Além de os itens citados pelo MPF serem obrigatórios, a garantia do cumprimento dessas obrigações é urgente porque no município há um histórico de obras portuárias irregulares e há interesse de empresas na instalação de outros portos. O MPF também afirma que a operação de múltiplos portos em uma mesma região pode gerar efeitos resultantes do acúmulo de impactos e da interação entre eles, aumentando a pressão sobre o meio ambiente e o clima, e intensificando os conflitos e a especulação fundiária, entre outros problemas.
Rotina de irregularidades – Estudo conduzido pela organização de defesa de direitos humanos Terra de Direitos demonstrou que o número de portos no Tapajós dobrou em dez anos e que ao menos metade dos 27 portos em operação cometeu alguma irregularidade no processo de licenciamento ambiental, com impactos severos aos povos e comunidades tradicionais da região, destaca o procurador da República Vítor Vieira Alves.
Na ação, o MPF registra um histórico de ações ajuizadas pela instituição que demonstram o recorrente descumprimento, pelo estado do Pará e pelo município de Santarém, das exigências de estudos de impactos ambientais e de consulta prévia aos povos e comunidades tradicionais potencialmente afetados.

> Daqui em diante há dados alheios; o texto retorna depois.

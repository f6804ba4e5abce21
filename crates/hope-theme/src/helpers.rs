//! Typed config helpers.
//!
//! Identity functions that pin a value to its config type, so a config
//! written in its own module is checked against the theme's types.

use hope_config::{NavbarOptions, SidebarArrayOptions, SidebarObjectOptions, SidebarOptions};

/// Navbar config.
#[must_use]
pub fn navbar(config: NavbarOptions) -> NavbarOptions {
    config
}

/// Sidebar config of any shape.
#[must_use]
pub fn sidebar(config: SidebarOptions) -> SidebarOptions {
    config
}

/// Sidebar item list.
#[must_use]
pub fn array_sidebar(config: SidebarArrayOptions) -> SidebarArrayOptions {
    config
}

/// Sidebar prefix mapping.
#[must_use]
pub fn object_sidebar(config: SidebarObjectOptions) -> SidebarObjectOptions {
    config
}
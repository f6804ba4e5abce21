//! Legacy site configuration.

use serde::Deserialize;
use serde_json::{Map, Value};

use crate::theme::ThemeFunction;

/// Site-level configuration as written for legacy setups.
///
/// Legacy configs put theme options under `themeConfig`; current ones set
/// `theme` to a theme function.
#[derive(Clone, Debug, Default, Deserialize)]
#[serde(from = "RawUserConfig")]
pub struct UserConfig {
    /// Theme entry.
    pub theme: Option<ThemeEntry>,
    /// Legacy theme options.
    pub theme_config: Option<Value>,
    /// Other site options, passed through.
    pub extra: Map<String, Value>,
}

/// Value of the `theme` field.
#[derive(Clone, Debug)]
pub enum ThemeEntry {
    /// A theme function.
    Function(ThemeFunction),
    /// Anything else, such as a theme name from a config file.
    Value(Value),
}

impl ThemeEntry {
    /// Theme function, if this entry is one.
    #[must_use]
    pub fn as_function(&self) -> Option<&ThemeFunction> {
        match self {
            Self::Function(function) => Some(function),
            Self::Value(_) => None,
        }
    }
}

#[derive(Deserialize)]
struct RawUserConfig {
    #[serde(default)]
    theme: Option<Value>,
    #[serde(default, rename = "themeConfig")]
    theme_config: Option<Value>,
    #[serde(flatten)]
    extra: Map<String, Value>,
}

impl From<RawUserConfig> for UserConfig {
    fn from(raw: RawUserConfig) -> Self {
        Self {
            theme: raw.theme.map(ThemeEntry::Value),
            theme_config: raw.theme_config,
            extra: raw.extra,
        }
    }
}
//! Benchmarks for sidebar structure generation.

use criterion::{BenchmarkId, Criterion, criterion_group, criterion_main};
use hope_app::{MockApp, Page};
use hope_config::{LocaleConfig, SidebarOptions, ThemeConfig};
use hope_sidebar::{SidebarSorter, get_sidebar_data, get_sidebar_info};

/// Create pages for a directory tree with specified depth and breadth.
fn create_pages(depth: usize, breadth: usize) -> Vec<Page> {
    fn create_level(
        dir: &str,
        current_depth: usize,
        max_depth: usize,
        breadth: usize,
        pages: &mut Vec<Page>,
    ) {
        if current_depth > max_depth {
            return;
        }

        pages.push(Page::new(format!("{dir}README.md"), format!("Level {current_depth}")));
        for i in 0..breadth {
            pages.push(Page::new(format!("{dir}page-{i}.md"), format!("Page {i}")));
            let child_dir = format!("{dir}section-{i}/");
            create_level(&child_dir, current_depth + 1, max_depth, breadth, pages);
        }
    }

    let mut pages = Vec::new();
    create_level("", 0, depth, breadth, &mut pages);
    pages
}

fn bench_sidebar_info(c: &mut Criterion) {
    let mut group = c.benchmark_group("sidebar_info");
    let sorter = SidebarSorter::default();

    for (depth, breadth) in [(2, 5), (3, 5), (4, 4)] {
        let pages = create_pages(depth, breadth);
        group.bench_with_input(
            BenchmarkId::new("pages", pages.len()),
            &pages,
            |b, pages| b.iter(|| get_sidebar_info(pages, "", &sorter)),
        );
    }

    group.finish();
}

fn bench_sidebar_data(c: &mut Criterion) {
    let app = create_pages(3, 5)
        .into_iter()
        .fold(MockApp::new(), MockApp::with_page_record);
    let theme_config = ThemeConfig::with_root(LocaleConfig {
        sidebar: SidebarOptions::Structure,
        ..LocaleConfig::default()
    });

    c.bench_function("sidebar_data_root_structure", |b| {
        b.iter(|| get_sidebar_data(&app, &theme_config, None));
    });
}

criterion_group!(benches, bench_sidebar_info, bench_sidebar_data);
criterion_main!(benches);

Entre esses casos estão os dos terminais portuários das empresas Cargill, Embraps e Atem’s, por exemplo.
Em um dos processos relativos o porto da Atem’s, o MPF também aponta fraude no licenciamento, por ter a empresa requerido e obtido licenças ambientais em duas etapas (dois processos de licenciamento) para acelerar a análise, gerando dois processos administrativos, com a omissão, no primeiro requerimento, do caráter perigoso da carga operada nas atividades portuárias.
Mais ameaças – De acordo com pesquisa publicada pelo Instituto Chico Mendes de Conservação da Biodiversidade (ICMBio), outras grandes empresas têm interesse na instalação de portos graneleiros em Santarém, na área do Lago do Maicá. “Haverá sérias ameaças à qualidade de vida dos sujeitos que têm suas vidas ligadas ao rio, como os ribeirinhos, pescadores, indígenas, quilombolas que residem próximos aos locais onde se pretende a instalação destes portos”, alerta a publicação.

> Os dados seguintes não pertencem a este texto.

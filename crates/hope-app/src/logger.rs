//! Build log seam.
//!
//! Deprecation notices, configuration-shape errors and debug dumps are
//! user-facing build output, so they go through [`Logger`] rather than
//! straight to `tracing`. Production code uses [`TracingLogger`]; tests inject
//! `MemoryLogger` (behind the `mock` feature) and assert on what was logged.

/// Sink for user-facing build messages.
pub trait Logger: Send + Sync {
    /// Informational message.
    fn info(&self, message: &str);
    /// Warning, e.g. deprecated usage.
    fn warn(&self, message: &str);
    /// Recoverable error, e.g. malformed configuration.
    fn error(&self, message: &str);
}

/// [`Logger`] forwarding to `tracing` under the `hope` target.
#[derive(Clone, Copy, Debug, Default)]
pub struct TracingLogger;

impl Logger for TracingLogger {
    fn info(&self, message: &str) {
        tracing::info!(target: "hope", "{message}");
    }

    fn warn(&self, message: &str) {
        tracing::warn!(target: "hope", "{message}");
    }

    fn error(&self, message: &str) {
        tracing::error!(target: "hope", "{message}");
    }
}

impl<L: Logger + ?Sized> Logger for &L {
    fn info(&self, message: &str) {
        (**self).info(message);
    }

    fn warn(&self, message: &str) {
        (**self).warn(message);
    }

    fn error(&self, message: &str) {
        (**self).error(message);
    }
}
//! Site build application trait and the filesystem implementation.

use std::path::PathBuf;

use crate::AppError;
use crate::logger::{Logger, TracingLogger};
use crate::page::Page;

/// Build environment flags.
#[derive(Clone, Debug, Default, PartialEq, Eq)]
pub struct AppEnv {
    /// Debug mode: dump generated data to the log.
    pub is_debug: bool,
    /// Directory receiving generated temp files.
    pub temp_dir: PathBuf,
}

/// The site build as seen by theme code.
///
/// Implementations own the loaded page list and a place to write generated
/// modules. Theme code only reads pages and writes temp files.
pub trait App {
    /// All loaded pages.
    fn pages(&self) -> &[Page];

    /// Build environment.
    fn env(&self) -> &AppEnv;

    /// Shared build logger.
    fn logger(&self) -> &dyn Logger;

    /// Write a generated file under the temp directory.
    ///
    /// # Arguments
    ///
    /// * `file` - Path relative to the temp directory (e.g., "theme-hope/sidebar.js")
    /// * `content` - File content
    ///
    /// # Returns
    ///
    /// Location of the written file.
    ///
    /// # Errors
    ///
    /// Returns [`AppError::Io`] if the file cannot be written.
    fn write_temp(&self, file: &str, content: &str) -> Result<PathBuf, AppError>;
}

/// [`App`] backed by the filesystem, logging through [`TracingLogger`].
#[derive(Debug)]
pub struct FsApp {
    pages: Vec<Page>,
    env: AppEnv,
    logger: TracingLogger,
}

impl FsApp {
    /// Create an app over loaded pages.
    #[must_use]
    pub fn new(pages: Vec<Page>, env: AppEnv) -> Self {
        Self {
            pages,
            env,
            logger: TracingLogger,
        }
    }
}

impl App for FsApp {
    fn pages(&self) -> &[Page] {
        &self.pages
    }

    fn env(&self) -> &AppEnv {
        &self.env
    }

    fn logger(&self) -> &dyn Logger {
        &self.logger
    }

    fn write_temp(&self, file: &str, content: &str) -> Result<PathBuf, AppError> {
        let path = self.env.temp_dir.join(file);
        let io_error = |source| AppError::Io {
            path: path.clone(),
            source,
        };

        if let Some(parent) = path.parent() {
            std::fs::create_dir_all(parent).map_err(io_error)?;
        }
        std::fs::write(&path, content).map_err(io_error)?;

        tracing::debug!(path = %path.display(), bytes = content.len(), "Wrote temp file");
        Ok(path)
    }
}

#[cfg(test)]
mod tests {
    use std::fs;

    use super::*;

    #[test]
    fn test_write_temp_creates_parent_dirs() {
        let dir = tempfile::tempdir().unwrap();
        let app = FsApp::new(
            Vec::new(),
            AppEnv {
                is_debug: false,
                temp_dir: dir.path().join(".temp"),
            },
        );

        let path = app
            .write_temp("theme-hope/sidebar.js", "export const a = 1;\n")
            .unwrap();

        assert_eq!(path, dir.path().join(".temp/theme-hope/sidebar.js"));
        assert_eq!(fs::read_to_string(path).unwrap(), "export const a = 1;\n");
    }

    #[test]
    fn test_write_temp_overwrites() {
        let dir = tempfile::tempdir().unwrap();
        let app = FsApp::new(
            Vec::new(),
            AppEnv {
                is_debug: false,
                temp_dir: dir.path().to_path_buf(),
            },
        );

        app.write_temp("out.js", "first").unwrap();
        let path = app.write_temp("out.js", "second").unwrap();

        assert_eq!(fs::read_to_string(path).unwrap(), "second");
    }

    #[test]
    fn test_write_temp_reports_path_on_failure() {
        let dir = tempfile::tempdir().unwrap();
        let blocker = dir.path().join("blocker");
        fs::write(&blocker, "file, not dir").unwrap();
        let app = FsApp::new(
            Vec::new(),
            AppEnv {
                is_debug: false,
                temp_dir: blocker,
            },
        );

        let result = app.write_temp("theme-hope/sidebar.js", "x");

        assert!(matches!(result, Err(AppError::Io { .. })));
    }
}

Para o MPF, o risco de novas violações a direitos é concreto, não só pelo histórico de reiteradas irregularidades no licenciamento ambiental de obras portuárias em Santarém, como também pela aquisição de áreas estratégicas por outras empresas do agronegócio para construção de outros portos.

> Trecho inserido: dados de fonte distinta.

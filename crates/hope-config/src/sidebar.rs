//! Sidebar configuration types.
//!
//! A locale's `sidebar` field takes one of several shapes:
//!
//! ```text
//! sidebar = "structure"                          # SidebarOptions::Structure
//! sidebar = ["intro.md", { text = "Guide", prefix = "guide/", children = "structure" }]
//! sidebar = { "/guide/" = "structure", "/api/" = ["a.md"] }   # SidebarOptions::Prefixes
//! sidebar = false                                # SidebarOptions::Disabled
//! ```
//!
//! Values are parsed through [`serde_json::Value`] so any serde format works.
//! Parsing never fails: a value matching none of the known shapes is kept
//! raw in an `Invalid` variant, and the generator skips or reports it.
//! Prefix mappings keep their configuration order.

use indexmap::IndexMap;
use serde::{Deserialize, Deserializer, Serialize, Serializer};
use serde_json::{Map, Value};

/// Marker requesting auto-generated structure.
pub const STRUCTURE: &str = "structure";

/// The `sidebar` field of a locale.
#[derive(Clone, Debug, Default, PartialEq)]
pub enum SidebarOptions {
    /// No sidebar (`false` or absent).
    #[default]
    Disabled,
    /// Generate the whole locale from its page structure.
    Structure,
    /// Manual ordered item list.
    Items(SidebarArrayOptions),
    /// Per-prefix configuration.
    Prefixes(SidebarObjectOptions),
    /// Any other value, such as an unknown marker string.
    Invalid(Value),
}

/// Manual sidebar item list.
pub type SidebarArrayOptions = Vec<SidebarItem>;

/// Mapping from route prefix to its sidebar, in configuration order.
pub type SidebarObjectOptions = IndexMap<String, SidebarPrefixConfig>;

/// Value of one entry of a [`SidebarObjectOptions`] mapping.
pub type SidebarPrefixConfig = SidebarChildren;

/// Children of a group, or the value of a prefix mapping entry.
#[derive(Clone, Debug, PartialEq)]
pub enum SidebarChildren {
    /// Generate from page structure under the accumulated prefix.
    Structure,
    /// Manual ordered items.
    Items(Vec<SidebarItem>),
    /// Anything other than an array or the structure marker.
    Invalid(Value),
}

/// One sidebar entry.
#[derive(Clone, Debug, PartialEq)]
pub enum SidebarItem {
    /// Page source path, rendered with the page's own title.
    Page(String),
    /// Explicit link.
    Link(SidebarLink),
    /// Nested group.
    Group(SidebarGroup),
    /// Any value that is neither a page path, a link nor a group.
    Invalid(Value),
}

impl SidebarItem {
    /// Create a page item.
    #[must_use]
    pub fn page(path: impl Into<String>) -> Self {
        Self::Page(path.into())
    }
}

/// Explicit sidebar link.
#[derive(Clone, Debug, PartialEq, Serialize, Deserialize)]
#[serde(rename_all = "camelCase")]
pub struct SidebarLink {
    /// Display text.
    pub text: String,
    /// Link target.
    pub link: String,
    /// Icon name.
    #[serde(default, skip_serializing_if = "Option::is_none")]
    pub icon: Option<String>,
    /// Other display options, passed through.
    #[serde(flatten)]
    pub extra: Map<String, Value>,
}

/// Sidebar group.
#[derive(Clone, Debug, PartialEq, Serialize, Deserialize)]
#[serde(rename_all = "camelCase")]
pub struct SidebarGroup {
    /// Group title.
    #[serde(default)]
    pub text: String,
    /// Prefix segment appended to the parent prefix.
    #[serde(default, skip_serializing_if = "Option::is_none")]
    pub prefix: Option<String>,
    /// Link of the group title.
    #[serde(default, skip_serializing_if = "Option::is_none")]
    pub link: Option<String>,
    /// Icon name.
    #[serde(default, skip_serializing_if = "Option::is_none")]
    pub icon: Option<String>,
    /// Whether the group can be collapsed.
    #[serde(default, skip_serializing_if = "Option::is_none")]
    pub collapsable: Option<bool>,
    /// Group children.
    pub children: SidebarChildren,
    /// Other display options, passed through.
    #[serde(flatten)]
    pub extra: Map<String, Value>,
}

impl SidebarGroup {
    /// Create a group with text and children, all display options unset.
    #[must_use]
    pub fn new(text: impl Into<String>, children: SidebarChildren) -> Self {
        Self {
            text: text.into(),
            prefix: None,
            link: None,
            icon: None,
            collapsable: None,
            children,
            extra: Map::new(),
        }
    }

    /// Set the prefix segment.
    #[must_use]
    pub fn with_prefix(mut self, prefix: impl Into<String>) -> Self {
        self.prefix = Some(prefix.into());
        self
    }
}

impl From<Value> for SidebarItem {
    fn from(value: Value) -> Self {
        match value {
            Value::String(path) => Self::Page(path),
            Value::Object(map) => Self::from_object(map),
            other => Self::Invalid(other),
        }
    }
}

impl SidebarItem {
    /// Parse an object as a group (has `children`) or a link (has `link`).
    fn from_object(map: Map<String, Value>) -> Self {
        let parsed = if map.contains_key("children") {
            serde_json::from_value(Value::Object(map.clone())).map(Self::Group)
        } else if map.contains_key("link") {
            serde_json::from_value(Value::Object(map.clone())).map(Self::Link)
        } else {
            return Self::Invalid(Value::Object(map));
        };
        parsed.unwrap_or_else(|_| Self::Invalid(Value::Object(map)))
    }
}

impl From<Value> for SidebarChildren {
    fn from(value: Value) -> Self {
        match value {
            Value::String(marker) if marker == STRUCTURE => Self::Structure,
            Value::Array(items) => Self::Items(items.into_iter().map(SidebarItem::from).collect()),
            other => Self::Invalid(other),
        }
    }
}

impl From<Value> for SidebarOptions {
    fn from(value: Value) -> Self {
        match value {
            Value::Null | Value::Bool(false) => Self::Disabled,
            Value::String(marker) if marker == STRUCTURE => Self::Structure,
            Value::Array(items) => Self::Items(items.into_iter().map(SidebarItem::from).collect()),
            Value::Object(map) => Self::Prefixes(
                map.into_iter()
                    .map(|(prefix, config)| (prefix, SidebarChildren::from(config)))
                    .collect(),
            ),
            other => Self::Invalid(other),
        }
    }
}

macro_rules! deserialize_via_value {
    ($($ty:ty),+) => {
        $(
            impl<'de> Deserialize<'de> for $ty {
                fn deserialize<D: Deserializer<'de>>(deserializer: D) -> Result<Self, D::Error> {
                    Value::deserialize(deserializer).map(Self::from)
                }
            }
        )+
    };
}

deserialize_via_value!(SidebarItem, SidebarChildren, SidebarOptions);

impl Serialize for SidebarItem {
    fn serialize<S: Serializer>(&self, serializer: S) -> Result<S::Ok, S::Error> {
        match self {
            Self::Page(path) => serializer.serialize_str(path),
            Self::Link(link) => link.serialize(serializer),
            Self::Group(group) => group.serialize(serializer),
            Self::Invalid(value) => value.serialize(serializer),
        }
    }
}

impl Serialize for SidebarChildren {
    fn serialize<S: Serializer>(&self, serializer: S) -> Result<S::Ok, S::Error> {
        match self {
            Self::Structure => serializer.serialize_str(STRUCTURE),
            Self::Items(items) => items.serialize(serializer),
            Self::Invalid(value) => value.serialize(serializer),
        }
    }
}

impl Serialize for SidebarOptions {
    fn serialize<S: Serializer>(&self, serializer: S) -> Result<S::Ok, S::Error> {
        match self {
            Self::Disabled => serializer.serialize_bool(false),
            Self::Structure => serializer.serialize_str(STRUCTURE),
            Self::Items(items) => items.serialize(serializer),
            Self::Prefixes(prefixes) => prefixes.serialize(serializer),
            Self::Invalid(value) => value.serialize(serializer),
        }
    }
}

#[cfg(test)]
mod tests {
    use pretty_assertions::assert_eq;
    use serde_json::json;

    use super::*;

    #[test]
    fn test_parse_structure_marker() {
        let options: SidebarOptions = serde_json::from_value(json!("structure")).unwrap();
        assert_eq!(options, SidebarOptions::Structure);
    }

    #[test]
    fn test_parse_false_disables_sidebar() {
        let options: SidebarOptions = serde_json::from_value(json!(false)).unwrap();
        assert_eq!(options, SidebarOptions::Disabled);
    }

    #[test]
    fn test_parse_unknown_string_kept_as_invalid() {
        let options: SidebarOptions = serde_json::from_value(json!("auto")).unwrap();
        assert_eq!(options, SidebarOptions::Invalid(json!("auto")));
    }

    #[test]
    fn test_parse_item_list() {
        let options: SidebarOptions = serde_json::from_value(json!([
            "intro.md",
            { "text": "Home", "link": "/" },
            { "text": "Guide", "prefix": "guide/", "children": "structure" }
        ]))
        .unwrap();

        let SidebarOptions::Items(items) = options else {
            panic!("expected items");
        };
        assert_eq!(items.len(), 3);
        assert_eq!(items[0], SidebarItem::page("intro.md"));
        assert!(matches!(&items[1], SidebarItem::Link(link) if link.link == "/"));
        let SidebarItem::Group(group) = &items[2] else {
            panic!("expected group");
        };
        assert_eq!(group.prefix.as_deref(), Some("guide/"));
        assert_eq!(group.children, SidebarChildren::Structure);
    }

    #[test]
    fn test_parse_prefix_map() {
        let options: SidebarOptions = serde_json::from_value(json!({
            "/guide/": "structure",
            "/api/": ["index.md"]
        }))
        .unwrap();

        let SidebarOptions::Prefixes(prefixes) = options else {
            panic!("expected prefixes");
        };
        assert_eq!(prefixes["/guide/"], SidebarChildren::Structure);
        assert_eq!(
            prefixes["/api/"],
            SidebarChildren::Items(vec![SidebarItem::page("index.md")])
        );
    }

    #[test]
    fn test_non_array_children_kept_as_invalid() {
        let item: SidebarItem = serde_json::from_value(json!({
            "text": "Broken",
            "children": { "not": "an array" }
        }))
        .unwrap();

        let SidebarItem::Group(group) = item else {
            panic!("expected group");
        };
        assert_eq!(
            group.children,
            SidebarChildren::Invalid(json!({ "not": "an array" }))
        );
    }

    #[test]
    fn test_group_extra_options_pass_through() {
        let value = json!({
            "text": "Guide",
            "prefix": "guide/",
            "collapsable": true,
            "customFlag": 3,
            "children": ["a.md"]
        });
        let item: SidebarItem = serde_json::from_value(value.clone()).unwrap();

        assert_eq!(serde_json::to_value(&item).unwrap(), value);
    }

    #[test]
    fn test_malformed_items_kept_as_invalid() {
        let options: SidebarOptions = serde_json::from_value(json!([
            "a.md",
            42,
            { "text": "no link" },
            { "text": 7, "children": [] }
        ]))
        .unwrap();

        assert_eq!(
            options,
            SidebarOptions::Items(vec![
                SidebarItem::page("a.md"),
                SidebarItem::Invalid(json!(42)),
                SidebarItem::Invalid(json!({ "text": "no link" })),
                SidebarItem::Invalid(json!({ "text": 7, "children": [] })),
            ])
        );
    }

    #[test]
    fn test_prefix_map_keeps_config_order() {
        let options: SidebarOptions = serde_json::from_str(
            r#"{ "/guide/": "structure", "/api/": "structure", "/blog/": [] }"#,
        )
        .unwrap();

        let SidebarOptions::Prefixes(prefixes) = options else {
            panic!("expected prefixes");
        };
        assert_eq!(
            prefixes.keys().map(String::as_str).collect::<Vec<_>>(),
            vec!["/guide/", "/api/", "/blog/"]
        );
    }

    #[test]
    fn test_parse_from_toml() {
        let toml = r#"
sidebar = ["intro.md", { text = "Guide", prefix = "guide/", children = "structure" }]
"#;
        #[derive(Deserialize)]
        struct Locale {
            sidebar: SidebarOptions,
        }
        let locale: Locale = toml::from_str(toml).unwrap();
        assert!(matches!(locale.sidebar, SidebarOptions::Items(items) if items.len() == 2));
    }
}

Santarém tem sido gradualmente incorporada ao chamado Corredor Logístico Tapajós-Xingu, especialmente pela construção de novas obras portuárias. O corredor logístico é um conjunto de empreendimentos de infraestrutura de transportes que tem por objetivo promover o escoamento de grãos produzidos no centro-oeste do país. A iniciativa faz parte de um projeto maior, o chamado Arco Norte, que inclui corredores de exportação nas bacias dos rios Madeira e Tocantins.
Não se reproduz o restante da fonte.